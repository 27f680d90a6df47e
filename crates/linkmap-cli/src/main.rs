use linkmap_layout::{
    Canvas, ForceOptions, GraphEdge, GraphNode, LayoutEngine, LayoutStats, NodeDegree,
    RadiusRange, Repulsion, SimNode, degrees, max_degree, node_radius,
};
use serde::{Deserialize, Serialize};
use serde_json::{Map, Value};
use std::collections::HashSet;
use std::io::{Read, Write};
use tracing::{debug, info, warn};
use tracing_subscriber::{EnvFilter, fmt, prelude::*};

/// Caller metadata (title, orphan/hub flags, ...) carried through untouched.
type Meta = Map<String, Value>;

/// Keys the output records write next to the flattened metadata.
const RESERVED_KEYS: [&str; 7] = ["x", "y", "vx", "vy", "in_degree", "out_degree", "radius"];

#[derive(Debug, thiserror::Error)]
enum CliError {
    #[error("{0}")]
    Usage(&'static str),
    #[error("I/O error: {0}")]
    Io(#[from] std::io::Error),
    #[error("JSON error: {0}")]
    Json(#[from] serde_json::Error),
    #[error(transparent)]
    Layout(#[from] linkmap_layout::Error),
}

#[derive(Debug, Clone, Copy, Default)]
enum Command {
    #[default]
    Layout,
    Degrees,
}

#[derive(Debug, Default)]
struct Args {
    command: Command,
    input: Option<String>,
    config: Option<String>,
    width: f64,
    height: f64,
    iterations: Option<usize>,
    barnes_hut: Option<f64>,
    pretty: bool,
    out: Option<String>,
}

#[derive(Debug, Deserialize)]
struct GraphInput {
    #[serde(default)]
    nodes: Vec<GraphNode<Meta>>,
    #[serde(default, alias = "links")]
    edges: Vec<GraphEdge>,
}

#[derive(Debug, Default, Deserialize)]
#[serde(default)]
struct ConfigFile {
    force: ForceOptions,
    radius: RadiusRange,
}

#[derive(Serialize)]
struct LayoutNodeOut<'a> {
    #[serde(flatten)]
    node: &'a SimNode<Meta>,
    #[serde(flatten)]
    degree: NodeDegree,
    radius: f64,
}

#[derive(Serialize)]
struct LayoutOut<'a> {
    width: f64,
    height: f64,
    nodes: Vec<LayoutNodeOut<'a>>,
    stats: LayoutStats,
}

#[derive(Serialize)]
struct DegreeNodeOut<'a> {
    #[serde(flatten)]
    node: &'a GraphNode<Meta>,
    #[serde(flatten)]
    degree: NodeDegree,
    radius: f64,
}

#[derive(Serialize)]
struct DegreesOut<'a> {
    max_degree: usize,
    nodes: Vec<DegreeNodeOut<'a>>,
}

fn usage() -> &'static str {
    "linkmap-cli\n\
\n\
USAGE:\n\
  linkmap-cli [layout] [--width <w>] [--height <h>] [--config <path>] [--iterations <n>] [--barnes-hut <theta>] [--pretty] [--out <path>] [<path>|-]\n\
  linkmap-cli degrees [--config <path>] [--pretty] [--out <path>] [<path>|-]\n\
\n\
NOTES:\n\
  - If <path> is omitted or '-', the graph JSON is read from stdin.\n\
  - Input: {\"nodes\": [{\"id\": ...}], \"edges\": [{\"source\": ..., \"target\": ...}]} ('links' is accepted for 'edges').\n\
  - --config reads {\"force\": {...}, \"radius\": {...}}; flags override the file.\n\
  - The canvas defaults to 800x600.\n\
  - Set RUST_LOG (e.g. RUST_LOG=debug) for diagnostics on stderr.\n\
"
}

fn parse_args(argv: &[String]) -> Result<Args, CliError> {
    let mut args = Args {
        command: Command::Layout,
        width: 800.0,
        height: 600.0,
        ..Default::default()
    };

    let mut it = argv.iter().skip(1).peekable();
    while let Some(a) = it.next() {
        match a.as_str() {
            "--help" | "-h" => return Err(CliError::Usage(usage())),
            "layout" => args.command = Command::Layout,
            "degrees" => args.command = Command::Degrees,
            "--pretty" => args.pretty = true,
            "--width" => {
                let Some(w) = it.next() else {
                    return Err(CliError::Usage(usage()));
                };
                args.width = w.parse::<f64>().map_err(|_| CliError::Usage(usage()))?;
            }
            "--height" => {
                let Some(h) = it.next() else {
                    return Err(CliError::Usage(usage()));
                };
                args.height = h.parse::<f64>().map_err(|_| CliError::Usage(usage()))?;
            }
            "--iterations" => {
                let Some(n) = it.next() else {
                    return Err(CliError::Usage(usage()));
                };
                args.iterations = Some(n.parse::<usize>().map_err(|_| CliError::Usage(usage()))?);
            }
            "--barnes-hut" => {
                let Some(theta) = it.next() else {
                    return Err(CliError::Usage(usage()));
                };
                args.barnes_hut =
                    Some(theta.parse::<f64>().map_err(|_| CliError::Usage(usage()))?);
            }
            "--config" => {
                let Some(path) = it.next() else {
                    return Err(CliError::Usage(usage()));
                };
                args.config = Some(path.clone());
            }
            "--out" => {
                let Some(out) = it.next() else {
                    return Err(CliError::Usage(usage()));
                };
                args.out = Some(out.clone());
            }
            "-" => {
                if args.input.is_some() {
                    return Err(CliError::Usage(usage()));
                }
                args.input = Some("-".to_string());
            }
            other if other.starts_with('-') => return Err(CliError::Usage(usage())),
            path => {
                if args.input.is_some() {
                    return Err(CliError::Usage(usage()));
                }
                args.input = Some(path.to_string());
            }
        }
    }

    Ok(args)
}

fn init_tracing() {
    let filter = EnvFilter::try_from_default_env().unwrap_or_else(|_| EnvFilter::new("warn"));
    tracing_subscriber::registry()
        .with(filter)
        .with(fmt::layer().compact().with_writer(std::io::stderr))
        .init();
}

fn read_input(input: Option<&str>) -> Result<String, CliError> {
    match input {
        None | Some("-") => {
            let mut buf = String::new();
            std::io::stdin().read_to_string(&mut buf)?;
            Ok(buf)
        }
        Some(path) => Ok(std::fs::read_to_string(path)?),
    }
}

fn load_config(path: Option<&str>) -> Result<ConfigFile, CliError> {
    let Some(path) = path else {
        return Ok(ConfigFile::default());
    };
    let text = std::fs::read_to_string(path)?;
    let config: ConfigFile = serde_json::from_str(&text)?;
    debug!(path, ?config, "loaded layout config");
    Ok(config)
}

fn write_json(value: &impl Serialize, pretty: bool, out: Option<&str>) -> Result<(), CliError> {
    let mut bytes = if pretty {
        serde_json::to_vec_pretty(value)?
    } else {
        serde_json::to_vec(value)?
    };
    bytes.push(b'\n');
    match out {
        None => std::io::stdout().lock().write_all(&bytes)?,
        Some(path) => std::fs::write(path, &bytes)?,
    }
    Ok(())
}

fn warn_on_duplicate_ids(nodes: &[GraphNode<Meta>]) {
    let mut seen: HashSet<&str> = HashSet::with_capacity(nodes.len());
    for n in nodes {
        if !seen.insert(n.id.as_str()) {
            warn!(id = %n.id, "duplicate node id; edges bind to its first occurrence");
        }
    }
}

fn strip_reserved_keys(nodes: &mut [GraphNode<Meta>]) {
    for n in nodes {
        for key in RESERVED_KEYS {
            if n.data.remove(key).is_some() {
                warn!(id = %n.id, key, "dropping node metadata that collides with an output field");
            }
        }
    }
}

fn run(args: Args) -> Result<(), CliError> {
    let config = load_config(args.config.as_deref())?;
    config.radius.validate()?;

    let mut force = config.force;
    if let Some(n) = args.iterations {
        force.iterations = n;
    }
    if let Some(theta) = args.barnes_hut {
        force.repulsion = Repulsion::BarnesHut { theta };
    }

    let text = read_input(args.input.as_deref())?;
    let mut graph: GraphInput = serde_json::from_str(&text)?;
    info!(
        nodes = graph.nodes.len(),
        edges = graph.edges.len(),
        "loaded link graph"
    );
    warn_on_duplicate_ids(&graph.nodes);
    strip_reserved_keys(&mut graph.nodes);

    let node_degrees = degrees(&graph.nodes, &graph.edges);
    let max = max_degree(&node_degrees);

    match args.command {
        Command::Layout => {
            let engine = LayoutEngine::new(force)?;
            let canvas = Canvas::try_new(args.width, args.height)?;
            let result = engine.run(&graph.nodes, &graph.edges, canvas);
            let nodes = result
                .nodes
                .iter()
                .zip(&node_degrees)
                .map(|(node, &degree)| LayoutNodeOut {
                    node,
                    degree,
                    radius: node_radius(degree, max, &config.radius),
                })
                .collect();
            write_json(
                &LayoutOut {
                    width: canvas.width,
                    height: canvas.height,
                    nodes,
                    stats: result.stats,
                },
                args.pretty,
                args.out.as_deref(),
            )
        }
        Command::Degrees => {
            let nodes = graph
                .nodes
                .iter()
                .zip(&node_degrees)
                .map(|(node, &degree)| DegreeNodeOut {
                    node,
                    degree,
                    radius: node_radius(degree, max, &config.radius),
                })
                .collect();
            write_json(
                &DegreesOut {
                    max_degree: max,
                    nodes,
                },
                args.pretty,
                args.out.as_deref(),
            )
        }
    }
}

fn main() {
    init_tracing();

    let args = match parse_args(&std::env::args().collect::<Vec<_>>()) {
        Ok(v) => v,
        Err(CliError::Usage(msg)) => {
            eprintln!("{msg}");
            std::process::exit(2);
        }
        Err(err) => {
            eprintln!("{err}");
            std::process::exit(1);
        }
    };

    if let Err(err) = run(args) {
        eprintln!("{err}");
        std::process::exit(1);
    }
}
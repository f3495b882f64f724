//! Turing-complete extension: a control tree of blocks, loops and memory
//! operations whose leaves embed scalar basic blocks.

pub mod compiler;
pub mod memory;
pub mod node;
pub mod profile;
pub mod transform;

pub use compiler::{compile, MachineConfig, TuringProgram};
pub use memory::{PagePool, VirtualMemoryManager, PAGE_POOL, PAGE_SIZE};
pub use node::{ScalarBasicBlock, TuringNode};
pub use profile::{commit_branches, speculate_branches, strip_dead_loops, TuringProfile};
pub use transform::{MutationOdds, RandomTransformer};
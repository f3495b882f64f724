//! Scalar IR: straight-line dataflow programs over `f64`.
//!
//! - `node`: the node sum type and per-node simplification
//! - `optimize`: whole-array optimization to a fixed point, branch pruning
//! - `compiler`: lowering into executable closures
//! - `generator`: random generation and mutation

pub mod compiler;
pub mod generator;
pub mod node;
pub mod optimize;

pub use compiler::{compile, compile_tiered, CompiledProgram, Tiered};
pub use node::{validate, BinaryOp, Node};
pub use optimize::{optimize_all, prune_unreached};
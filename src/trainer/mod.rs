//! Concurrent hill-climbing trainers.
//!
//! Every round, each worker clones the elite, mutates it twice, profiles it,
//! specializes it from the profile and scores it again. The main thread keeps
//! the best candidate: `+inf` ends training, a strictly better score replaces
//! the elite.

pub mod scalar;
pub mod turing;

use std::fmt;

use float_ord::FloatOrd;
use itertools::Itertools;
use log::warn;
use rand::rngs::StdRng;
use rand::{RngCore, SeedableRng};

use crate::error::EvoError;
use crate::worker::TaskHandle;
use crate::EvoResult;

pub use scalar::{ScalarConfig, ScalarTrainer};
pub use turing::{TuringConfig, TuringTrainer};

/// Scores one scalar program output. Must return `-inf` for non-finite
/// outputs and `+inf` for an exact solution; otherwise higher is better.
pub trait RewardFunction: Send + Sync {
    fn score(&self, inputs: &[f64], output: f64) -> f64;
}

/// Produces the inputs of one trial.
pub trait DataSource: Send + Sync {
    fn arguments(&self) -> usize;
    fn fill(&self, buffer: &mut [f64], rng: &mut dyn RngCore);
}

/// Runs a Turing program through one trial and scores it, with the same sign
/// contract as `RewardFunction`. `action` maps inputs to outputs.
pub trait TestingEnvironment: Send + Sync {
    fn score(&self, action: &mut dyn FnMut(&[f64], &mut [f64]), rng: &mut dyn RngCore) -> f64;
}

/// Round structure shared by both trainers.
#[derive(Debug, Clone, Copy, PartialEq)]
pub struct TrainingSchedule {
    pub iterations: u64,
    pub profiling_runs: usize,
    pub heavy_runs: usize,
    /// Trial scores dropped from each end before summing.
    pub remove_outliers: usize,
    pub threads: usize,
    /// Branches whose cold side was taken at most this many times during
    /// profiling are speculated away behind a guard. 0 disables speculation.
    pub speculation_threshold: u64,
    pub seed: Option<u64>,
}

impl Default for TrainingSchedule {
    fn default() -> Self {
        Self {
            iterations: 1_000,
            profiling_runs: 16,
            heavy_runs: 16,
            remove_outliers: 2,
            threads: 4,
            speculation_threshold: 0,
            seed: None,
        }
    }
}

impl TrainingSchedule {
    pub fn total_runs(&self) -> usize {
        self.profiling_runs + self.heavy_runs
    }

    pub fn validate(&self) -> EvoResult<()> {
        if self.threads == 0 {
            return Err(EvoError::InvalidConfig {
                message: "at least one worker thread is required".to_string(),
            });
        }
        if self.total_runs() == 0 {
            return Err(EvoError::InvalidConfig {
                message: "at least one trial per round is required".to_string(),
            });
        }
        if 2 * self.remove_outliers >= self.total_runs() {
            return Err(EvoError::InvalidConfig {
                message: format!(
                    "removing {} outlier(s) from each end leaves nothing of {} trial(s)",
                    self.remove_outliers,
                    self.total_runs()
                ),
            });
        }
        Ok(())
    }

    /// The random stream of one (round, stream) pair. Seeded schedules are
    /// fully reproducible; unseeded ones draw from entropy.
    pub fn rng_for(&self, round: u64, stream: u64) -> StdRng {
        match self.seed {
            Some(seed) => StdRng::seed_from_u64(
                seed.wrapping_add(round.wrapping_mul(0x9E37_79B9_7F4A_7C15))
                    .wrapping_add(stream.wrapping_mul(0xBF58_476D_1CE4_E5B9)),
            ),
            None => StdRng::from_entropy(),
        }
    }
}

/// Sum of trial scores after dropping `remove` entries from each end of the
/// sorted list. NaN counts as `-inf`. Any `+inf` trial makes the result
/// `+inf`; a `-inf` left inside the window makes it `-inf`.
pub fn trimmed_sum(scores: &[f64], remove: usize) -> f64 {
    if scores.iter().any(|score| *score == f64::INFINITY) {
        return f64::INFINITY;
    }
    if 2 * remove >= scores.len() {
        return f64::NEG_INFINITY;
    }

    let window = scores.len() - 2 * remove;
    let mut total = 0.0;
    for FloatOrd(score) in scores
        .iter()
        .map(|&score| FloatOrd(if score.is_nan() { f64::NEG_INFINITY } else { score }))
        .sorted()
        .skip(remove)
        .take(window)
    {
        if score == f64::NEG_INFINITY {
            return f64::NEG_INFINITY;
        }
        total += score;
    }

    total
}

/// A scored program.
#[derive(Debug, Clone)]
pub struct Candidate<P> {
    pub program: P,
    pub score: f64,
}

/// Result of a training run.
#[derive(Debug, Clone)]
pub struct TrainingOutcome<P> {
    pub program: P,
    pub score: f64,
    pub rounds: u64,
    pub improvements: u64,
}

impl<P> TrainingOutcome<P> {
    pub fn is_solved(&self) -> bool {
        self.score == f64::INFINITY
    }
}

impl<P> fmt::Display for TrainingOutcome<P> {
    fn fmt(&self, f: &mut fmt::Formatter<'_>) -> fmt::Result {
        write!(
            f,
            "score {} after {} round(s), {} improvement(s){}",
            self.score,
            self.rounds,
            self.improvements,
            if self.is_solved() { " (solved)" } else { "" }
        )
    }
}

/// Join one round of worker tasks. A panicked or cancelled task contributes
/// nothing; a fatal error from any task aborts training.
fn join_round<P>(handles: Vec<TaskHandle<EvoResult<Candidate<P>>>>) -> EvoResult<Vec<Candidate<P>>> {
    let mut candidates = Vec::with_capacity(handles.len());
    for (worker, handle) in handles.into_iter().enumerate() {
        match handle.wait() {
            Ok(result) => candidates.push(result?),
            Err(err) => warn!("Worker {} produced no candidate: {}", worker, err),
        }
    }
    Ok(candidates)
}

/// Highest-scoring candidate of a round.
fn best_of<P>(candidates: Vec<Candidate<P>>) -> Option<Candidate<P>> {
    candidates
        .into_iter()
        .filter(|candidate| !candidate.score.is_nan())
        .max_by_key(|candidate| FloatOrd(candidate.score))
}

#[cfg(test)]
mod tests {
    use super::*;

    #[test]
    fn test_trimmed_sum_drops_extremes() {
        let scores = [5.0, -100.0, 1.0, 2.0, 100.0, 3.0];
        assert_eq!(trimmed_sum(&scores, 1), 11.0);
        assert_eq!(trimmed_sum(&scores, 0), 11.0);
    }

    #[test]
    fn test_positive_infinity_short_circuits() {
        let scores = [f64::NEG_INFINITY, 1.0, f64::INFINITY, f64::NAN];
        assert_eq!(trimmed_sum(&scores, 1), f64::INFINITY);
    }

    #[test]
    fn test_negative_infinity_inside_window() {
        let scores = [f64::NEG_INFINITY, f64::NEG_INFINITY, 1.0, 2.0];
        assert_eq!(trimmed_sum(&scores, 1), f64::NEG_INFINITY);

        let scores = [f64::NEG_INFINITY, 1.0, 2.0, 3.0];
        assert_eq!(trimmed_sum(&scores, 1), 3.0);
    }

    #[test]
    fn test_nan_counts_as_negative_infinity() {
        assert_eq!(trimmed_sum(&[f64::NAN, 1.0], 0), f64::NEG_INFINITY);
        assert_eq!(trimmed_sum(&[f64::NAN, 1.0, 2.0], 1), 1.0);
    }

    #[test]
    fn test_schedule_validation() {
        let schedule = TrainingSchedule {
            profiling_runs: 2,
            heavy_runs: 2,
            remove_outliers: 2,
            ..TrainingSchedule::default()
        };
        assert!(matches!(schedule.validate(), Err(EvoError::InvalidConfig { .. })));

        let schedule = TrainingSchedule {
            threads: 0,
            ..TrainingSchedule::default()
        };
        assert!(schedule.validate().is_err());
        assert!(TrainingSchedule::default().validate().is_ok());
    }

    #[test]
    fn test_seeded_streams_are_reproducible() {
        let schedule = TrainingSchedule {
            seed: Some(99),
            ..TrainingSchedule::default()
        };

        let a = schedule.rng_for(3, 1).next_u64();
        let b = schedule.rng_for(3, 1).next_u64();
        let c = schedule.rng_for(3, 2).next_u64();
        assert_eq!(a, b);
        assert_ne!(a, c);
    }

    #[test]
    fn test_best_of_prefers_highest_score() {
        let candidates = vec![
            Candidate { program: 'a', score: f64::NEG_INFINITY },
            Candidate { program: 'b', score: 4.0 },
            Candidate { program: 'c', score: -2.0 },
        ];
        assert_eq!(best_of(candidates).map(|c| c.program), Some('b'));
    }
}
━━━━━━
Pull every line with "trait" from the records.

pub trait RewardFunction: Send + Sync {
pub trait DataSource: Send + Sync {
pub trait TestingEnvironment: Send + Sync {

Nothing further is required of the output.